* **ABOUT THIS TASK**:
In the listing below, pick out lines with "String".
----- DATASET
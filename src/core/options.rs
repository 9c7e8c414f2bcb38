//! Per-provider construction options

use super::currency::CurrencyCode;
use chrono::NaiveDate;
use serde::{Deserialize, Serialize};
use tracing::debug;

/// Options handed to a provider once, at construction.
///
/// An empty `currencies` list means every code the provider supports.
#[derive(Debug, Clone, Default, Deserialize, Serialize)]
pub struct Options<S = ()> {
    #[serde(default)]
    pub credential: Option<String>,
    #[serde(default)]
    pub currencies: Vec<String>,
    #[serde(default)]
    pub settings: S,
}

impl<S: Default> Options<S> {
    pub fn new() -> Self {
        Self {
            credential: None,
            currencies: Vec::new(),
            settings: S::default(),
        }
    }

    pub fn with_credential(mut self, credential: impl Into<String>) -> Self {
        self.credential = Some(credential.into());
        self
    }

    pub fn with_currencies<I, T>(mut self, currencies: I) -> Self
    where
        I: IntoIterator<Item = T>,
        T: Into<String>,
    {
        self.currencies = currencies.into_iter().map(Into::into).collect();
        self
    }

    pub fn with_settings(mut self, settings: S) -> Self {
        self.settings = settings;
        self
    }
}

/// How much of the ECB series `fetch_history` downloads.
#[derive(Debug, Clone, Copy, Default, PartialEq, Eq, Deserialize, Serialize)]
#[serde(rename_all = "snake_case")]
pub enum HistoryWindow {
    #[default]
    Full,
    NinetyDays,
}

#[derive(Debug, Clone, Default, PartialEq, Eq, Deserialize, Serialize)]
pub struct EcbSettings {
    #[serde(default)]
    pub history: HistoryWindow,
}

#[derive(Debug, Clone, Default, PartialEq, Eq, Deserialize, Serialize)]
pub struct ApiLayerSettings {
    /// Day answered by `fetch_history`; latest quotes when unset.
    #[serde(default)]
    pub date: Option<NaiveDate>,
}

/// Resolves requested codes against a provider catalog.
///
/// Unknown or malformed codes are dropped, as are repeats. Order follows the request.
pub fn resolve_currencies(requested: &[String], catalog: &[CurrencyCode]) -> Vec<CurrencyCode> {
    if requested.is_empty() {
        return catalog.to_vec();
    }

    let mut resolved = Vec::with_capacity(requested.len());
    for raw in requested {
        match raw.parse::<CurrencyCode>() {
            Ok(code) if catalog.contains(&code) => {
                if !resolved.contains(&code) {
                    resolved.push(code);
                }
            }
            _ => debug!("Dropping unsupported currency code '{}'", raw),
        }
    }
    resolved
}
----------
* **ANSWER FOR THIS EXERCISE**:
    pub credential: Option<String>,
    pub currencies: Vec<String>,
    pub fn with_credential(mut self, credential: impl Into<String>) -> Self {
        T: Into<String>,
pub fn resolve_currencies(requested: &[String], catalog: &[CurrencyCode]) -> Vec<CurrencyCode> {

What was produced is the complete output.